Nous souhaitons exprimer nos plus vives inquiétudes concernant le rapport intitulé « Protéger les droits humains et améliorer la vie des travailleurs du sexe et des victimes de l’exploitation sexuelle », qui repose sur une procédure opaque et biaisée n’ayant consulté que des organisations connues pour leur plaidoyer en faveur de la légalisation de tous les aspects du système de la prostitution, y compris le proxénétisme et l’achat d’actes sexuels. Cette procédure a notamment exclut les voix des survivantes de la prostitution, des organisations de terrain et féministes.
Nous considérons que le rapport qui sera voté le 2 octobre est dangereux pour les personnes en situation de prostitution et les droits des femmes pour plusieurs raisons :
- Le rapport promeut le « modèle belge » qui est récemment allé encore plus loin dans la dépénalisation du proxénétisme dans son code pénal, entraînant des conséquences désastreuses pour les personnes en situation de prostitution, dénoncées par les ONG de terrain à plusieurs reprises. La dépénalisation du proxénétisme permet aux proxénètes de se cacher derrière des façades légales pour exploiter les personnes prostituées en toute impunité. Europol constate que là où la prostitution est légale, la traite à des fins d’exploitation sexuelle augmente. En Allemagne, qui a légalisé la prostitution en 2002, 82 % des personnes en situation de prostitution sont des étrangères. L’ancien commissaire Manfred Paulus, chargé de la lutte contre la traite des êtres humains à Ulm, évoque que
« grâce à des politiques libérales et favorables aux trafiquants, les quartiers rouges d’Allemagne sont depuis longtemps sous le contrôle de réseaux criminels organisés. Il s’agit notamment des clans albanais, de la mafia russe (…) et des Hells Angels ».
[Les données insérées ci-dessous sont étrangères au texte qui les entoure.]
use std::sync::{Arc, Mutex};

use tracing::{debug, info, warn};

use super::storage::HistoryStorage;
use super::types::{HistoryEntry, HistoryLog};
use crate::error::PersistenceError;
use crate::lock_unpoisoned;
use crate::measurement::MeasurementResult;

/// The bounded measurement history, shared by handle (`Arc<HistoryStore>`).
///
/// All mutation goes through `add`, `record`, `delete` and `clear`. Each one
/// updates the in-memory log first and then rewrites the durable slot.
/// Persistence is best-effort: a failed write is logged and remembered, but
/// the in-memory update stands.
///
/// Every mutation gets a revision number. A write for a revision older than
/// the last one written is skipped, so the durable slot never goes backwards
/// even when writes run on the blocking pool.
pub struct HistoryStore {
    storage: Box<dyn HistoryStorage>,
    state: Mutex<LogState>,
    /// Revision of the last payload handed to storage.
    written: Mutex<u64>,
    last_error: Mutex<Option<PersistenceError>>,
}

#[derive(Default)]
struct LogState {
    log: HistoryLog,
    revision: u64,
}

impl HistoryStore {
    /// Store over `storage` with an empty in-memory log. Call [`load`] to
    /// pick up what is already persisted, or use [`HistoryStore::open`].
    ///
    /// [`load`]: HistoryStore::load
    pub fn new(storage: impl HistoryStorage + 'static) -> Self {
        Self {
            storage: Box::new(storage),
            state: Mutex::new(LogState::default()),
            written: Mutex::new(0),
            last_error: Mutex::new(None),
        }
    }

    /// Create the store and load the persisted log.
    pub fn open(storage: impl HistoryStorage + 'static) -> Self {
        let store = Self::new(storage);
        store.load();
        store
    }

    /// Read durable storage into memory.
    ///
    /// Absent, unreadable or corrupt storage yields an empty log; the cause is
    /// logged and kept for [`take_persistence_error`], never returned.
    ///
    /// [`take_persistence_error`]: HistoryStore::take_persistence_error
    pub fn load(&self) -> HistoryLog {
        let loaded = match self.read_log() {
            Ok(log) => log,
            Err(e) => {
                warn!(
                    "Failed to load measurement history from {}: {}. Starting empty.",
                    self.storage.describe(),
                    e
                );
                self.remember(e);
                HistoryLog::new()
            }
        };

        let mut state = lock_unpoisoned(&self.state);
        state.log = loaded;
        info!("Loaded {} history entries", state.log.len());
        state.log.clone()
    }

    fn read_log(&self) -> Result<HistoryLog, PersistenceError> {
        let Some(payload) = self.storage.read()? else {
            debug!("No stored history at {}", self.storage.describe());
            return Ok(HistoryLog::new());
        };

        let mut log: HistoryLog =
            serde_json::from_str(&payload).map_err(|e| PersistenceError::Corrupt(e.to_string()))?;
        let dropped = log.truncate_to_max();
        if dropped > 0 {
            warn!("Stored history exceeded the limit; dropped {} oldest entries", dropped);
        }
        Ok(log)
    }

    /// Current in-memory log.
    pub fn snapshot(&self) -> HistoryLog {
        lock_unpoisoned(&self.state).log.clone()
    }

    /// Record `result` as the newest entry, evicting the oldest past the limit.
    /// The durable write happens on the calling thread.
    pub fn add(&self, result: MeasurementResult) -> HistoryLog {
        let entry = HistoryEntry::new(result);
        info!("Adding history entry {}", entry.id());
        self.mutate(|log| log.push_front(entry))
    }

    /// Like [`add`], for async callers: the in-memory prepend is immediate and
    /// the durable write runs on tokio's blocking pool. Must be called from
    /// within a tokio runtime.
    ///
    /// [`add`]: HistoryStore::add
    pub async fn record(self: &Arc<Self>, result: MeasurementResult) -> HistoryLog {
        let entry = HistoryEntry::new(result);
        info!("Recording history entry {}", entry.id());
        let (revision, log) = self.apply(|log| log.push_front(entry));

        let store = Arc::clone(self);
        let snapshot = log.clone();
        let write = tokio::task::spawn_blocking(move || store.write_revision(revision, &snapshot));
        if let Err(e) = write.await {
            warn!("History write task did not complete: {}", e);
        }
        log
    }

    /// Remove the entry with `id`. An unknown id leaves the log as it was.
    pub fn delete(&self, id: &str) -> HistoryLog {
        self.mutate(|log| {
            if log.remove(id) {
                info!("Deleted history entry {}", id);
            } else {
                debug!("No history entry {} to delete", id);
            }
        })
    }

    pub fn clear(&self) -> HistoryLog {
        info!("Clearing measurement history");
        self.mutate(HistoryLog::clear)
    }

    /// The most recent persistence failure since the last call, if any.
    pub fn take_persistence_error(&self) -> Option<PersistenceError> {
        lock_unpoisoned(&self.last_error).take()
    }

    fn mutate(&self, f: impl FnOnce(&mut HistoryLog)) -> HistoryLog {
        let (revision, log) = self.apply(f);
        self.write_revision(revision, &log);
        log
    }

    /// Apply `f` in memory and stamp the result with the next revision.
    fn apply(&self, f: impl FnOnce(&mut HistoryLog)) -> (u64, HistoryLog) {
        let mut state = lock_unpoisoned(&self.state);
        f(&mut state.log);
        state.revision += 1;
        (state.revision, state.log.clone())
    }

    fn write_revision(&self, revision: u64, log: &HistoryLog) {
        let mut written = lock_unpoisoned(&self.written);
        if revision <= *written {
            debug!("Skipping history revision {}; {} already written", revision, *written);
            return;
        }
        *written = revision;
        if let Err(e) = self.persist(log) {
            warn!(
                "Failed to persist measurement history to {}: {}. Keeping in-memory state.",
                self.storage.describe(),
                e
            );
            self.remember(e);
        }
    }

    fn persist(&self, log: &HistoryLog) -> Result<(), PersistenceError> {
        let payload =
            serde_json::to_string(log).map_err(|e| PersistenceError::Write(e.to_string()))?;
        self.storage.write(&payload)
    }

    fn remember(&self, err: PersistenceError) {
        *lock_unpoisoned(&self.last_error) = Some(err);
    }
}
- Le rapport ne reconnaît pas que la demande masculine pour l’achat d’actes sexuels est la racine de la prostitution et de la traite à des fins d’exploitation sexuelle. Là où la prostitution a été légalisée, la demande masculine pour l’achat d’actes sexuels a explosé. L’Allemagne, les Pays-Bas et l’Espagne sont devenus des hauts lieux du tourisme sexuel et de la traite des êtres humains. L’Allemagne est aujourd’hui surnommée « le bordel de l’Europe », un million d’hommes se rendant chaque jour dans un bordel. En Espagne, il est devenu normal pour les jeunes de se rendre dans une maison close pour fêter leur anniversaire, et 39 % des hommes reconnaissent avoir payé au moins une fois pour des actes sexuels. Aux Pays-Bas, il est désormais légal pour un moniteur d’auto-école de demander à ses élèves un acte sexuel comme moyen de paiement.
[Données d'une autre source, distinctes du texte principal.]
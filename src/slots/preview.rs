//! Preview generation for image slots.
//!
//! A preview is a `data:` URL of the selected file, produced off the caller's
//! path. Selecting a file hands back a [`PreviewJob`]; running it yields a
//! [`PreviewReady`] which the slot manager applies only if the slot still
//! holds the same file.

use base64::{engine::general_purpose::STANDARD, Engine};
use tracing::{debug, warn};

use super::types::{CandidateFile, SlotRole};

/// Pending preview work for one slot selection.
#[derive(Debug, Clone)]
pub struct PreviewJob {
    role: SlotRole,
    generation: u64,
    file: CandidateFile,
}

/// A finished preview, tagged with the selection it was produced for.
#[derive(Debug, Clone, PartialEq, Eq)]
pub struct PreviewReady {
    pub role: SlotRole,
    pub generation: u64,
    pub data_url: String,
}

impl PreviewJob {
    pub(crate) fn new(role: SlotRole, generation: u64, file: CandidateFile) -> Self {
        Self {
            role,
            generation,
            file,
        }
    }

    pub fn role(&self) -> SlotRole {
        self.role
    }

    pub fn generation(&self) -> u64 {
        self.generation
    }

    /// Encode synchronously. Prefer [`PreviewJob::run`] from async code.
    pub fn render(self) -> PreviewReady {
        let data_url = encode_data_url(&self.file.media_type, &self.file.bytes);
        debug!(
            "Rendered {} preview: {} bytes -> {} chars",
            self.role,
            self.file.len(),
            data_url.len()
        );
        PreviewReady {
            role: self.role,
            generation: self.generation,
            data_url,
        }
    }

    /// Encode on the blocking pool so large photos don't stall the event loop.
    /// Returns `None` if the encoding task was cancelled or panicked.
    pub async fn run(self) -> Option<PreviewReady> {
        let role = self.role;
        match tokio::task::spawn_blocking(move || self.render()).await {
            Ok(ready) => Some(ready),
            Err(e) => {
                warn!("Preview task for {} slot failed: {}", role, e);
                None
            }
        }
    }
}

/// Build a `data:` URL for the given blob.
pub fn encode_data_url(media_type: &str, bytes: &[u8]) -> String {
    format!(
        "data:{};base64,{}",
        media_type.trim().to_ascii_lowercase(),
        STANDARD.encode(bytes)
    )
}

#[cfg(test)]
mod tests {
    use super::*;

    #[test]
    fn test_encode_data_url() {
        assert_eq!(encode_data_url("image/png", b"abc"), "data:image/png;base64,YWJj");
        assert_eq!(encode_data_url(" Image/JPEG ", b""), "data:image/jpeg;base64,");
    }

    #[test]
    fn test_render_is_stable() {
        let file = CandidateFile::new("front.jpg", "image/jpeg", vec![0xFFu8, 0xD8, 0xFF]);
        let a = PreviewJob::new(SlotRole::Front, 3, file.clone()).render();
        let b = PreviewJob::new(SlotRole::Front, 3, file).render();
        assert_eq!(a, b);
        assert_eq!(a.generation, 3);
        assert!(a.data_url.starts_with("data:image/jpeg;base64,"));
    }

    #[tokio::test]
    async fn test_run_matches_render() {
        let file = CandidateFile::new("side.png", "image/png", vec![1u8; 64]);
        let job = PreviewJob::new(SlotRole::Side, 1, file);
        let expected = job.clone().render();
        let ready = job.run().await.unwrap();
        assert_eq!(ready, expected);
    }
}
- L’utilisation de l’expression « travail du sexe » va à l’encontre du langage agréé par les Nations unies et l’Union européenne, qui utilisent le terme neutre de « prostitution ». Le droit international relatif aux droits de l’homme (Convention des Nations unies de 1949) reconnaît la prostitution comme une « violation de la dignité de la personne humaine ». Il est donc extrêmement difficile de comprendre comment une violation de la dignité humaine peut être reconnue comme un travail par l’Assemblée parlementaire du Conseil de l’Europe.
- Le rapport ne respecte pas les normes les plus élevées de protection des droits humains internationaux et européens en matière de prostitution et de traite des êtres humains à des fins d’exploitation sexuelle :
– La convention des Nations unies de 1949, traité universel contraignant, considère que la prostitution est incompatible avec la dignité humaine. Elle oblige les États membres, dans ses articles 1 et 2, à sanctionner le proxénétisme sous toutes ses formes, y compris la tenue d’une maison close, et le fait de tirer profit de la prostitution d’autrui, même avec le consentement de cette personne.
– Le protocole de Palerme des Nations unies appelle les États à décourager la demande qui favorise toutes les formes d’exploitation.
– La CEDAW, dans son article 6, appelle les États à supprimer l’exploitation de la prostitution des femmes.
– Le Parlement européen reconnaît que la prostitution est une « atteinte à la dignité humaine » et « un obstacle à l’égalité entre les femmes et les hommes, contraire à la Charte des droits fondamentaux de l’UE ». En 2023, il réaffirme que la prostitution est une violence et demande aux États membres de dépénaliser les personnes en situation de prostitution, de leur offrir des parcours de sortie, de pénaliser l’achat d’actes sexuels et les proxénètes conformément au modèle abolitionniste.
– La Rapporteuse Spéciale des Nations unies sur la Violence à l’égard des Femmes souligne que « la légalisation de la prostitution accroît la demande, favorise la violence à l’égard des femmes et des filles et affaiblit les outils nécessaires aux forces de l’ordre pour surveiller, cibler et poursuivre les auteurs, y compris les trafiquants et les autres tiers exploiteurs ». La rapporteuse invite les États membres à adopter les cinq piliers du modèle abolitionniste.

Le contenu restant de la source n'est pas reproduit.